El comandante prosiguió diciendo:
– Richard Phillimore, puedes elegir un acre de la parcela que prefieras, a la vuelta de la esquina oriental. Nathaniel Lucas, puedes considerar como tuyo el acre que hay detrás de Sydney Town donde vives en la actualidad. John Rice, puedes quedarte con un acre por encima del de Nat Lucas, de cara a la corriente que discurre entre el cuartel de los infantes de marina y la hilera interior de casas. John Mortimer y Thomas Crowder, iréis al mismo lugar que Rice. Richard Morgan, te quedarás en tu actual parcela en la parte superior del valle. Informaré a otros en cuanto el señor Bradley me presente su plan. La tripulación del Sirius se instalará en el gran claro que hay hacia la mitad del camino de Cascade. Los trabajadores del lino, incluidos los remojadores y los tejedores que, según creo, han llegado a bordo del Surprize, se instalarán en Phillipburgh y montarán en aquel lugar una fábrica de lona. -Cuando ya no tuvo nada más que decir, Ross se detuvo bruscamente-. ¡Ya os podéis retirar!

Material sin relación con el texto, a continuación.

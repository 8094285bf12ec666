//! Leading-whitespace handling.

use crate::dialect::TAB_WIDTH;

/// Indent level of a line's leading whitespace run: spaces count 1, tabs count [`TAB_WIDTH`].
/// Stops at the first non-whitespace character, so passing a whole line is fine.
pub fn indent_level(s: &str) -> usize {
	s.chars()
		.map_while(|c| match c {
			' ' => Some(1),
			'\t' => Some(TAB_WIDTH),
			_ => None,
		})
		.sum()
}

/// Rewrite every tab of `line` to [`TAB_WIDTH`] spaces.
pub fn normalize_tabs(line: &str) -> String {
	line.replace('\t', &" ".repeat(TAB_WIDTH))
}
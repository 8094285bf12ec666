//! Fixed tokens of the journal dialect.
//!
//! Everything the parser recognizes and the serializer emits is derived from these.

/// Width, in spaces, a tab contributes to an indent level.
pub const TAB_WIDTH: usize = 2;

/// Indentation emitted per nesting depth when serializing.
pub const INDENT_UNIT: &str = "  ";

/// Marker character of a finished item: `- [x]`. Case-sensitive, `X` is not done.
pub const COMPLETED_MARKER: char = 'x';

/// Marker character written for every item that is not finished.
pub const OPEN_MARKER: char = ' ';

/// `strptime`/`strftime` layout of every date the crate accepts or emits.
pub const DATE_FORMAT: &str = "%Y-%m-%d";

/// Default title of the section holding the todos.
pub const TODOS_SECTION: &str = "Todos";

/// Text left in place of the archive when nothing got finished.
pub fn moved_placeholder(current_date: &str) -> String {
	format!("Moved to [[{current_date}]]")
}
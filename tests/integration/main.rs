//! Integration tests entry point, following https://matklad.github.io/2021/02/27/delete-cargo-integration-tests.html

mod carry;
mod common;
mod roundtrip;
//! Read-only views of a single journal file: `stats` and `format`.

use std::path::PathBuf;

use clap::{Args, ValueHint};
use color_eyre::eyre::Result;
use rollover::{Stats, date::format_date, parse_date, split};

use crate::{carry::read_journal, config::AppConfig, files};

#[derive(Args, Clone, Debug)]
pub struct StatsArgs {
	#[arg(value_hint = ValueHint::FilePath)]
	file: PathBuf,
	/// Reference date for the day span. Defaults to today.
	#[arg(long)]
	date: Option<String>,
	#[arg(long)]
	json: bool,
}

#[derive(Args, Clone, Debug)]
pub struct FormatArgs {
	#[arg(value_hint = ValueHint::FilePath)]
	file: PathBuf,
	/// Rewrite the file in place instead of printing the canonical section.
	#[arg(long, short)]
	write: bool,
}

pub fn stats_command(config: &AppConfig, args: StatsArgs) -> Result<()> {
	let reference = match &args.date {
		Some(s) => parse_date(s)?,
		None => jiff::Zoned::now().date(),
	};
	let (_, _, journal) = read_journal(config, &args.file)?;
	let (completed, open) = split(&journal);
	let stats = Stats::compute(&completed, &open, &format_date(reference));

	if args.json {
		println!("{}", serde_json::to_string_pretty(&stats)?);
	} else {
		println!("open:      {}", stats.open_count);
		println!("completed: {}", stats.completed_count);
		println!("days:      {}", stats.dates.join(", "));
		if !stats.earliest_date.is_empty() {
			println!("oldest:    {} ({} days ago)", stats.earliest_date, stats.days_span);
		}
	}
	Ok(())
}

pub fn format_command(config: &AppConfig, args: FormatArgs) -> Result<()> {
	let (document, section, journal) = read_journal(config, &args.file)?;
	let canonical = journal.to_text();

	if !args.write {
		println!("{canonical}");
		return Ok(());
	}

	let formatted = section.replace_body(&document, &canonical);
	if formatted == document {
		tracing::debug!(path = %args.file.display(), "already canonical");
		return Ok(());
	}
	if config.backup {
		files::backup(&args.file)?;
	}
	files::write_atomic(&args.file, &formatted)
}
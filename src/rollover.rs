//! The whole parse → split → tag → serialize pipeline over one todos section.

use miette::Diagnostic;

use crate::{
	date::{DateError, parse_date},
	error::ParseError,
	journal::TodoJournal,
	split::split,
	stats::Stats,
	tag::{tag_completed, tag_completed_sub_items},
};

#[derive(Debug, Diagnostic, thiserror::Error)]
pub enum RolloverError {
	#[error(transparent)]
	#[diagnostic(transparent)]
	Date(#[from] DateError),
	#[error(transparent)]
	#[diagnostic(transparent)]
	Parse(#[from] ParseError),
}

/// Knobs of [`roll_over`].
#[derive(Clone, Copy, Debug, smart_default::SmartDefault)]
pub struct RolloverOptions {
	/// Stamp finished sub-items of still-open items on the carried side.
	#[default(true)]
	pub tag_open_sub_items: bool,
}

/// Text blocks produced by a rollover.
#[derive(Clone, Debug, Eq, PartialEq)]
pub struct Rollover {
	/// Archive left in the original file; the `Moved to` placeholder when nothing was done.
	pub completed: String,
	/// Unfinished work carried into the new file. Empty when everything was done.
	pub open: String,
	pub stats: Stats,
}

/// Roll the todos of `section`, written on `original_date`, over to `current_date`.
///
/// Finished items are tagged with `original_date`, the day they were ticked off.
pub fn roll_over(section: &str, original_date: &str, current_date: &str, options: RolloverOptions) -> Result<Rollover, RolloverError> {
	parse_date(original_date)?;
	parse_date(current_date)?;

	let journal = TodoJournal::parse(section)?;
	Ok(Rollover::build(&journal, original_date, current_date, options))
}

impl Rollover {
	/// [`roll_over`] for a journal that is already parsed.
	pub fn from_journal(journal: &TodoJournal, original_date: &str, current_date: &str, options: RolloverOptions) -> Result<Self, DateError> {
		parse_date(original_date)?;
		parse_date(current_date)?;
		Ok(Self::build(journal, original_date, current_date, options))
	}

	fn build(journal: &TodoJournal, original_date: &str, current_date: &str, options: RolloverOptions) -> Self {
		let (mut completed, mut open) = split(journal);
		tracing::debug!(completed = completed.item_count(), open = open.item_count(), "split todos");

		tag_completed(&mut completed, original_date);
		if options.tag_open_sub_items {
			tag_completed_sub_items(&mut open, original_date);
		}

		Self {
			completed: completed.to_completed_text(current_date),
			open: open.to_text(),
			stats: Stats::compute(&completed, &open, current_date),
		}
	}
}
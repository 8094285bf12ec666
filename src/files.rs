//! Journal file handling: locating day files, backups, atomic writes.

use std::{
	io::Write as _,
	path::{Path, PathBuf},
};

use color_eyre::eyre::{Result, WrapErr as _, eyre};
use jiff::civil::Date;

use crate::config::AppConfig;

/// Latest day file in the journal directory dated strictly before `before`.
pub fn latest_before(config: &AppConfig, before: Date) -> Result<Option<(Date, PathBuf)>> {
	let entries = std::fs::read_dir(&config.journal_dir).wrap_err_with(|| format!("Failed to read journal directory {}", config.journal_dir.display()))?;

	let mut latest: Option<(Date, PathBuf)> = None;
	for entry in entries {
		let path = entry?.path();
		if path.extension().and_then(|e| e.to_str()) != Some(config.extension.as_str()) {
			continue;
		}
		let Some(date) = path.file_stem().and_then(|s| s.to_str()).and_then(|s| rollover::parse_date(s).ok()) else {
			continue;
		};
		if date < before && latest.as_ref().is_none_or(|(best, _)| date > *best) {
			latest = Some((date, path));
		}
	}
	Ok(latest)
}

/// Copy `path` to `<path>.bak`, replacing any earlier backup.
pub fn backup(path: &Path) -> Result<PathBuf> {
	let mut name = path.file_name().ok_or_else(|| eyre!("{} has no file name", path.display()))?.to_os_string();
	name.push(".bak");
	let backup_path = path.with_file_name(name);
	std::fs::copy(path, &backup_path).wrap_err_with(|| format!("Failed to back up {}", path.display()))?;
	tracing::debug!(path = %backup_path.display(), "wrote backup");
	Ok(backup_path)
}

/// Write `contents` to a temporary file beside `path`, then move it into place.
pub fn write_atomic(path: &Path, contents: &str) -> Result<()> {
	let dir = match path.parent() {
		Some(p) if !p.as_os_str().is_empty() => p,
		_ => Path::new("."),
	};
	let mut tmp = tempfile::NamedTempFile::new_in(dir).wrap_err_with(|| format!("Failed to create a temporary file in {}", dir.display()))?;
	tmp.write_all(contents.as_bytes())?;
	tmp.as_file().sync_all()?;
	tmp.persist(path).wrap_err_with(|| format!("Failed to write {}", path.display()))?;
	tracing::info!(path = %path.display(), "wrote file");
	Ok(())
}
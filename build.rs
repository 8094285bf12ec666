use std::process::Command;

fn main() {
	// Embed git commit hash
	let git_hash = Command::new("git")
		.args(["rev-parse", "--short", "HEAD"])
		.output()
		.ok()
		.filter(|out| out.status.success())
		.and_then(|out| String::from_utf8(out.stdout).ok())
		.unwrap_or_else(|| "unknown".to_owned());
	println!("cargo:rustc-env=GIT_HASH={}", git_hash.trim());

	// Embed log directives if .cargo/log_directives exists
	println!("cargo:rerun-if-changed=.cargo/log_directives");
	if let Ok(directives) = std::fs::read_to_string(".cargo/log_directives") {
		let directives = directives.trim();
		if !directives.is_empty() {
			println!("cargo:rustc-env=LOG_DIRECTIVES={directives}");
		}
	}
}
//! Stamping finished items with the day they were finished.

use crate::{
	date::has_date_tag,
	journal::{TodoItem, TodoJournal},
};

impl TodoItem {
	/// Append ` #<date>` to this item when it is done and not tagged yet, then recurse
	/// into every sub-item regardless.
	pub fn tag_completed(&mut self, date: &str) {
		if date.is_empty() {
			return;
		}
		if self.completed && !has_date_tag(&self.text) {
			self.text.push_str(" #");
			self.text.push_str(date);
		}
		for item in &mut self.sub_items {
			item.tag_completed(date);
		}
	}
}

/// Tag every finished item, top-level and nested. Meant for the completed side of a split.
pub fn tag_completed(journal: &mut TodoJournal, date: &str) {
	for item in journal.days.iter_mut().flat_map(|day| day.items.iter_mut()) {
		item.tag_completed(date);
	}
}

/// Tag finished descendants only, never the top-level items themselves. Meant for the open
/// side of a split, where a parent is still pending though some of its steps are done.
pub fn tag_completed_sub_items(journal: &mut TodoJournal, date: &str) {
	for item in journal.days.iter_mut().flat_map(|day| day.items.iter_mut()) {
		for sub in &mut item.sub_items {
			sub.tag_completed(date);
		}
	}
}
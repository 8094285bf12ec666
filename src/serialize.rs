//! Canonical text form of a journal.
//!
//! Items are re-indented to [`INDENT_UNIT`] per depth level, while attached lines are written
//! back as they were read. Parsing the canonical form therefore gives back the same items
//! and nesting, but a note indented between two nesting levels of the source can attach to a
//! different item once the items around it have moved.

use std::fmt;

use crate::{
	dialect::{INDENT_UNIT, moved_placeholder},
	journal::{DaySection, TodoItem, TodoJournal},
};

impl fmt::Display for TodoJournal {
	fn fmt(&self, f: &mut fmt::Formatter<'_>) -> fmt::Result {
		for day in &self.days {
			write!(f, "{day}")?;
		}
		Ok(())
	}
}

impl fmt::Display for DaySection {
	fn fmt(&self, f: &mut fmt::Formatter<'_>) -> fmt::Result {
		writeln!(f, "- [[{}]]", self.date)?;
		for item in &self.items {
			write_item(f, item, 1)?;
		}
		Ok(())
	}
}

fn write_item(f: &mut fmt::Formatter<'_>, item: &TodoItem, depth: usize) -> fmt::Result {
	writeln!(f, "{}- [{}] {}", INDENT_UNIT.repeat(depth), item.marker(), item.text)?;
	for line in &item.bullet_lines {
		writeln!(f, "{line}")?;
	}
	for sub in &item.sub_items {
		write_item(f, sub, depth + 1)?;
	}
	Ok(())
}

impl TodoJournal {
	/// Canonical text, without trailing newlines. Empty for a journal with no days.
	///
	/// Attached lines keep their original indentation, see the module docs.
	pub fn to_text(&self) -> String {
		let mut out = self.to_string();
		out.truncate(out.trim_end_matches('\n').len());
		out
	}

	/// Text for the archive side of a rollover: the canonical form, or a pointer to the
	/// day the work moved to when nothing got finished.
	pub fn to_completed_text(&self, current_date: &str) -> String {
		match self.is_empty() {
			true => moved_placeholder(current_date),
			false => self.to_text(),
		}
	}
}

/// Convenience over [`TodoJournal::to_text`] accepting an optional journal.
pub fn to_text(journal: Option<&TodoJournal>) -> String {
	journal.map(TodoJournal::to_text).unwrap_or_default()
}
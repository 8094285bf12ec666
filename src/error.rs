//! Error types for parsing the todos section.
//!
//! Uses miette for rich diagnostics with source code spans.

#![allow(unused_assignments)] // Fields are read by miette's derive macro via attributes

use miette::{Diagnostic, NamedSource, SourceSpan};

use crate::date::DateError;

/// Error type for todos section parsing.
/// A failed parse discards everything built so far.
#[derive(Debug, Diagnostic, thiserror::Error)]
pub enum ParseError {
	#[error("unparseable line {line_number}: '{text}'")]
	#[diagnostic(
		code(rollover::parse::unparseable_line),
		help("inside a day, every line must be '- [ ] task', '- [x] task', a '- ' note, or indented text")
	)]
	UnparseableLine {
		line_number: usize,
		text: String,
		#[source_code]
		src: NamedSource<String>,
		#[label("not a checklist item, bullet, or indented continuation")]
		span: SourceSpan,
	},

	#[error("invalid day header on line {line_number}: {source}")]
	#[diagnostic(code(rollover::parse::invalid_day_header), help("day headers look like '- [[2025-06-19]]'"))]
	InvalidDayHeader {
		line_number: usize,
		#[source]
		source: DateError,
		#[source_code]
		src: NamedSource<String>,
		#[label("this date")]
		span: SourceSpan,
	},
}

impl ParseError {
	/// 1-based line the error points at.
	pub fn line_number(&self) -> usize {
		match self {
			ParseError::UnparseableLine { line_number, .. } | ParseError::InvalidDayHeader { line_number, .. } => *line_number,
		}
	}
}

/// Holds source content and its display name for error reporting.
///
/// The parsed text may be a slice of `content` starting at `byte_offset`, after
/// `line_offset` lines; errors are reported against the whole of `content`.
#[derive(Clone, Copy, Debug)]
pub(crate) struct ParseContext<'a> {
	pub content: &'a str,
	pub filename: &'a str,
	pub byte_offset: usize,
	pub line_offset: usize,
}

impl<'a> ParseContext<'a> {
	pub fn new(content: &'a str, filename: &'a str) -> Self {
		Self::within(content, 0, filename)
	}

	/// Context for text that starts at byte `start` of `content`.
	pub fn within(content: &'a str, start: usize, filename: &'a str) -> Self {
		Self {
			content,
			filename,
			byte_offset: start,
			line_offset: content[..start].matches('\n').count(),
		}
	}

	/// Create a NamedSource for miette diagnostics.
	pub fn named_source(&self) -> NamedSource<String> {
		NamedSource::new(self.filename, self.content.to_owned())
	}

	pub fn unparseable(&self, line_number: usize, offset: usize, text: &str) -> ParseError {
		ParseError::UnparseableLine {
			line_number: line_number + self.line_offset,
			text: text.to_owned(),
			src: self.named_source(),
			span: (offset + self.byte_offset, text.len()).into(),
		}
	}

	pub fn invalid_day_header(&self, line_number: usize, offset: usize, len: usize, source: DateError) -> ParseError {
		ParseError::InvalidDayHeader {
			line_number: line_number + self.line_offset,
			source,
			src: self.named_source(),
			span: (offset + self.byte_offset, len).into(),
		}
	}
}
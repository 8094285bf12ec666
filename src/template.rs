//! `{{ name }}` substitution for new journal files.

use std::sync::LazyLock;

use regex::{Captures, Regex};
use serde::Serialize;
use serde_json::Value;

use crate::stats::Stats;

static PLACEHOLDER: LazyLock<Regex> = LazyLock::new(|| Regex::new(r"\{\{\s*([A-Za-z_][A-Za-z0-9_]*)\s*\}\}").unwrap());

const BUILTIN: &str = "# {{ date }}\n\n## {{ section }}\n{{ todos }}\n";

/// Values a template can refer to by name.
#[derive(Clone, Debug, Default, Serialize, derive_new::new)]
pub struct TemplateVars {
	pub date: String,
	pub previous_date: String,
	pub section: String,
	pub todos: String,
	#[serde(flatten)]
	pub stats: Stats,
}

#[derive(Clone, Debug, Eq, PartialEq)]
pub struct Template {
	source: String,
}

impl Default for Template {
	fn default() -> Self {
		Self::new(BUILTIN)
	}
}

impl Template {
	pub fn new(source: impl Into<String>) -> Self {
		Self { source: source.into() }
	}

	/// Substitute every known placeholder. Unknown ones are left in place.
	pub fn render(&self, vars: &TemplateVars) -> String {
		let values = match serde_json::to_value(vars) {
			Ok(Value::Object(map)) => map,
			_ => serde_json::Map::new(),
		};

		PLACEHOLDER
			.replace_all(&self.source, |caps: &Captures| match values.get(&caps[1]) {
				Some(Value::String(s)) => s.clone(),
				Some(Value::Array(items)) => items.iter().map(|v| v.as_str().map_or_else(|| v.to_string(), str::to_owned)).collect::<Vec<_>>().join(", "),
				Some(other) => other.to_string(),
				None => {
					tracing::warn!(placeholder = &caps[1], "unknown template placeholder, leaving it as is");
					caps[0].to_owned()
				}
			})
			.into_owned()
	}
}
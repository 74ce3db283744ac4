//! Theme State
//!
//! Dark/light mode shared through context. The mode is mirrored onto the
//! document root as the `light` class; nothing is persisted.

use leptos::*;
use noxchrono::theme::{ThemeMode, LIGHT_CLASS};

/// Theme context provided to all components
#[derive(Clone, Copy)]
pub struct ThemeState {
    pub mode: RwSignal<ThemeMode>,
}

impl ThemeState {
    pub fn toggle(&self) {
        self.mode.update(|mode| *mode = mode.toggled());
    }
}

/// Provide theme state, starting from whatever the root element says
pub fn provide_theme() {
    let mode = create_rw_signal(current_root_theme());

    create_effect(move |_| apply_theme(mode.get()));

    provide_context(ThemeState { mode });
}

fn root_element() -> Option<web_sys::Element> {
    web_sys::window()?.document()?.document_element()
}

/// Mode currently expressed by the document root
pub fn current_root_theme() -> ThemeMode {
    root_element()
        .map(|root| ThemeMode::from_root_class(root.class_list().contains(LIGHT_CLASS)))
        .unwrap_or_default()
}

/// Add or remove the `light` class on the document root
pub fn apply_theme(mode: ThemeMode) {
    let Some(root) = root_element() else {
        return;
    };

    if let Err(e) = root.class_list().toggle_with_force(LIGHT_CLASS, mode.is_light()) {
        web_sys::console::error_1(&e);
    }
}
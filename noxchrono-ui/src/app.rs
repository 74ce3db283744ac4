//! App Root Component
//!
//! The dashboard grid and the theme provider.

use leptos::*;
use noxchrono::Dashboard;

use crate::components::{
    Card, Friends, Leaderboard, Preferences, QuickActions, ThisWeek, Timer, Today,
};
use crate::state::provide_theme;

/// Root application component
#[component]
pub fn App() -> impl IntoView {
    provide_theme();

    let board = Dashboard::builtin();

    view! {
        <div class="min-h-dvh bg-base text-text grid grid-cols-1 md:grid-cols-12
                    grid-rows-[auto_auto_auto_auto] md:grid-rows-6 gap-4 p-4 md:p-6">
            // Left column
            <div class="md:col-span-3 md:row-span-2">
                <Today totals=board.today />
            </div>
            <div class="md:col-span-3 md:row-span-2">
                <QuickActions actions=board.quick_actions />
            </div>
            <div class="md:col-span-3 md:row-span-2">
                <ThisWeek bars=board.week />
            </div>

            // Center: big timer
            <div class="md:col-span-6 md:row-span-4 flex items-center justify-center">
                <Card class="w-full h-full flex items-center justify-center">
                    <Timer />
                </Card>
            </div>

            // Right column
            <div class="md:col-span-3 md:row-span-2">
                <Leaderboard entries=board.leaderboard />
            </div>
            <div class="md:col-span-3 md:row-span-2">
                <Friends panel=board.friends />
            </div>
            <div class="md:col-span-3 md:row-span-2">
                <Preferences repository_url=board.repository_url />
            </div>
        </div>
    }
}
//! Theme Mode
//!
//! Dark/light flag. The browser dashboard expresses it as the presence of
//! the `light` class on the document root.

use serde::{Deserialize, Serialize};
use std::fmt;
use std::str::FromStr;

/// Class put on the document root in light mode
pub const LIGHT_CLASS: &str = "light";

#[derive(Debug, Clone, Copy, PartialEq, Eq, Default, Serialize, Deserialize)]
#[serde(rename_all = "lowercase")]
pub enum ThemeMode {
    #[default]
    Dark,
    Light,
}

impl ThemeMode {
    /// Mode implied by whether the root element carries [`LIGHT_CLASS`]
    pub fn from_root_class(has_light_class: bool) -> Self {
        if has_light_class {
            ThemeMode::Light
        } else {
            ThemeMode::Dark
        }
    }

    pub fn toggled(self) -> Self {
        match self {
            ThemeMode::Dark => ThemeMode::Light,
            ThemeMode::Light => ThemeMode::Dark,
        }
    }

    pub fn is_light(self) -> bool {
        self == ThemeMode::Light
    }

    pub fn as_str(self) -> &'static str {
        match self {
            ThemeMode::Dark => "dark",
            ThemeMode::Light => "light",
        }
    }
}

impl fmt::Display for ThemeMode {
    fn fmt(&self, f: &mut fmt::Formatter<'_>) -> fmt::Result {
        f.write_str(self.as_str())
    }
}

#[derive(Debug, Clone, PartialEq, Eq, thiserror::Error)]
#[error("unknown theme '{0}' (expected 'dark' or 'light')")]
pub struct ParseThemeError(pub String);

impl FromStr for ThemeMode {
    type Err = ParseThemeError;

    fn from_str(s: &str) -> Result<Self, Self::Err> {
        match s.trim().to_ascii_lowercase().as_str() {
            "dark" => Ok(ThemeMode::Dark),
            "light" => Ok(ThemeMode::Light),
            other => Err(ParseThemeError(other.to_string())),
        }
    }
}

#[cfg(test)]
mod tests {
    use super::*;

    #[test]
    fn test_toggle_round_trip() {
        assert_eq!(ThemeMode::Dark.toggled(), ThemeMode::Light);
        assert_eq!(ThemeMode::Light.toggled(), ThemeMode::Dark);
        assert_eq!(ThemeMode::Dark.toggled().toggled(), ThemeMode::Dark);
    }

    #[test]
    fn test_from_root_class() {
        assert_eq!(ThemeMode::from_root_class(true), ThemeMode::Light);
        assert_eq!(ThemeMode::from_root_class(false), ThemeMode::Dark);
        assert!(ThemeMode::from_root_class(true).is_light());
    }

    #[test]
    fn test_parse() {
        assert_eq!("dark".parse::<ThemeMode>(), Ok(ThemeMode::Dark));
        assert_eq!(" Light ".parse::<ThemeMode>(), Ok(ThemeMode::Light));
        assert_eq!(
            "sepia".parse::<ThemeMode>(),
            Err(ParseThemeError("sepia".to_string()))
        );
    }
}
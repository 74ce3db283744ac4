//! Readout Formatting
//!
//! Converts accumulated time into the `HH:MM:SS` clock shown on the dashboard.

use std::fmt;
use std::time::Duration;

/// Accumulated time split into clock fields.
///
/// Fields are truncated, never rounded: 59.999 seconds still reads `00:00:59`.
#[derive(Debug, Clone, Copy, PartialEq, Eq, Hash)]
pub struct Hms {
    pub hours: u64,
    pub minutes: u64,
    pub seconds: u64,
}

impl Hms {
    /// Split a millisecond count into hours, minutes and seconds
    pub fn from_millis(ms: u64) -> Self {
        Self::from_secs(ms / 1000)
    }

    pub fn from_duration(elapsed: Duration) -> Self {
        Self::from_secs(elapsed.as_secs())
    }

    fn from_secs(total_seconds: u64) -> Self {
        Self {
            hours: total_seconds / 3600,
            minutes: (total_seconds % 3600) / 60,
            seconds: total_seconds % 60,
        }
    }
}

impl fmt::Display for Hms {
    fn fmt(&self, f: &mut fmt::Formatter<'_>) -> fmt::Result {
        write!(f, "{:02}:{:02}:{:02}", self.hours, self.minutes, self.seconds)
    }
}

/// Format a millisecond count as `HH:MM:SS`
pub fn format_hms(ms: u64) -> String {
    Hms::from_millis(ms).to_string()
}

/// Format a whole-minute total the way the "Today" panel does (`1h 20m`, `45m`)
pub fn format_minutes(minutes: u32) -> String {
    let hours = minutes / 60;
    let rest = minutes % 60;
    match (hours, rest) {
        (0, m) => format!("{}m", m),
        (h, 0) => format!("{}h", h),
        (h, m) => format!("{}h {}m", h, m),
    }
}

Richard regresó a su aserradero de lo alto del valle, experimentando una mezcla de júbilo y pesimismo. Ross le había entregado el acre de tierra, justo donde se levantaba su casa, lo cual era una ventaja extraordinaria, pues ya estaba desbrozado y en pleno rendimiento. Nat Lucas y Richard Phillimore habían sido análogamente recompensados mientras que Crowder, Rice y Mortimer tendrían que talar árboles. Su pesimismo guardaba relación con su soledad, con la cual Ross estaba firmemente decidido a acabar. Aunque Lawrell ocupara su propia cabaña, Richard sabía que no podría desterrar de la misma manera a una mujer y tampoco la podría ceder a Lawrell. Lawrell era un hombre honrado, pero abrigaría sin duda la esperanza de gozar de su cuerpo tanto si ella quería como si no. No, la desventurada criatura tendría que vivir en su casa, la cual no era, en la práctica, más que una habitación espaciosa. Eso anulaba sus planes para el siguiente fin de semana, consistentes en ir a pescar con un sedal manual desde las rocas situadas al oeste del desembarcadero y en dar después un largo paseo con Stephen. En su lugar, tendría que empezar a añadir una nueva habitación a la casa para la mujer. Johnny Livingston, cuya discreción le impidió preguntar para qué lo necesitaba, le había construido un trineo sobre unos suaves patines, al cual él se podría enganchar por medio de unos arneses de lona para tirar de él como si fuera un caballo. Lo necesitaba para transportar a la destilería los ingredientes destinados a la mezcla, sabiendo que sólo él podía llevar a cabo aquella tarea al amparo de la oscuridad. El trineo tenía casi tanta capacidad como un gran carro de mano y su utilidad era extraordinaria. Ahora lo tendría que usar para transportar desde la cantera la piedra destinada a la construcción de los pilares de los nuevos cimientos. ¡Malditas fueran todas las mujeres!